First, the process of identifying risk is most influenced by an understanding of operations and the exposures inside and out that most reflect the potential for loss or gain. Both company and industry type will drive the result, but the process itself is unlikely to be unique to either. The risks themselves will be a blend of what many experience, and will be shaped by operations and structure.
Processes used to assess risk will be common to most entities and distinct only as a function of chosen methods. Assessments will be a function of exposure, which will be more distinct.
In risk measurement lies the first area of the risk model that may be more specific to an industry or company. Distinctive measurement will be a function of how quantitative stakeholders tend to be in measuring other aspects of the business. The methods will vary in accordance with the types of exposures that require measurement. Tools and methods will be uniformly available to all but often designed and marketed toward specific industries and company types.
Uniqueness is certainly important in risk mitigation, because it's driven by culturally influenced and management-defined risk appetite and tolerance. These are likely to be unique to each entity. It is an area impacted by the extent to which audit and compliance expose companies to regulatory requirements.
This leaves the monitoring and reporting processes. In both cases, these elements will be most affected and influenced by the nature of the company and culture, and secondarily by the industry. But the processes used to execute these will be essentially the same across entities. The most significant differences will be the amount and frequency of each activity sought by risk stakeholders.
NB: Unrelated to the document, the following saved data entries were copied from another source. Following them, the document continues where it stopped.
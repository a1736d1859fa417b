//! Four-channel floating point color.
//!
//! Colors are unclamped accumulators while shading; they are clamped to
//! `[0, 1]` only when converted to 8-bit output.

use std::iter::Sum;
use std::ops::{Add, AddAssign, Mul};

/// RGBA color with `f32` channels.
#[derive(Debug, Clone, Copy, PartialEq)]
pub struct Color {
    pub r: f32,
    pub g: f32,
    pub b: f32,
    pub a: f32,
}

impl Default for Color {
    fn default() -> Self {
        Self::BLACK
    }
}

impl Color {
    /// Opaque black.
    pub const BLACK: Color = Color::rgb(0.0, 0.0, 0.0);

    /// Opaque white.
    pub const WHITE: Color = Color::rgb(1.0, 1.0, 1.0);

    /// Create a color from all four channels.
    pub const fn new(r: f32, g: f32, b: f32, a: f32) -> Self {
        Self { r, g, b, a }
    }

    /// Create an opaque color.
    pub const fn rgb(r: f32, g: f32, b: f32) -> Self {
        Self::new(r, g, b, 1.0)
    }

    /// Perceived brightness (ITU-R BT.601 weights).
    pub fn luminance(&self) -> f32 {
        0.299 * self.r + 0.587 * self.g + 0.114 * self.b
    }

    /// True if the color channels are all zero; alpha is ignored.
    pub fn is_black(&self) -> bool {
        self.r == 0.0 && self.g == 0.0 && self.b == 0.0
    }

    /// True if every channel is a finite number.
    pub fn is_finite(&self) -> bool {
        self.r.is_finite() && self.g.is_finite() && self.b.is_finite() && self.a.is_finite()
    }

    /// Linear average of all four channels over `colors`.
    ///
    /// Returns black for an empty slice.
    pub fn average(colors: &[Color]) -> Color {
        if colors.is_empty() {
            return Color::BLACK;
        }
        let n = colors.len() as f32;
        let total: Color = colors.iter().copied().sum();
        Color::new(total.r / n, total.g / n, total.b / n, total.a / n)
    }

    /// Clamp every channel to `[0, 1]` and scale to 8 bits.
    pub fn to_rgba8(&self) -> [u8; 4] {
        let quantize = |c: f32| (255.0 * c.clamp(0.0, 1.0)) as u8;
        [
            quantize(self.r),
            quantize(self.g),
            quantize(self.b),
            quantize(self.a),
        ]
    }
}

/// Channel-wise addition, alpha included.
impl Add for Color {
    type Output = Color;

    fn add(self, rhs: Color) -> Color {
        Color::new(
            self.r + rhs.r,
            self.g + rhs.g,
            self.b + rhs.b,
            self.a + rhs.a,
        )
    }
}

impl AddAssign for Color {
    fn add_assign(&mut self, rhs: Color) {
        *self = *self + rhs;
    }
}

/// Scales the color channels; alpha is preserved.
impl Mul<f32> for Color {
    type Output = Color;

    fn mul(self, rhs: f32) -> Color {
        Color::new(self.r * rhs, self.g * rhs, self.b * rhs, self.a)
    }
}

/// Channel-wise filter; the product is opaque.
impl Mul for Color {
    type Output = Color;

    fn mul(self, rhs: Color) -> Color {
        Color::rgb(self.r * rhs.r, self.g * rhs.g, self.b * rhs.b)
    }
}

impl Sum for Color {
    fn sum<I: Iterator<Item = Color>>(iter: I) -> Color {
        iter.fold(Color::new(0.0, 0.0, 0.0, 0.0), Add::add)
    }
}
So why do so many still think that you can't manage risk effectively unless you're bred in the specific company or industry in question?
This is a paradigm that needs breaking. The more progressive and successful companies of the future will be those that recognize the value of a fresh perspective not skewed by a company's culture or by the belief that any industry has a monopoly on best risk management practices. In fact, the best risk practices are naturally engendered in the best performing companies.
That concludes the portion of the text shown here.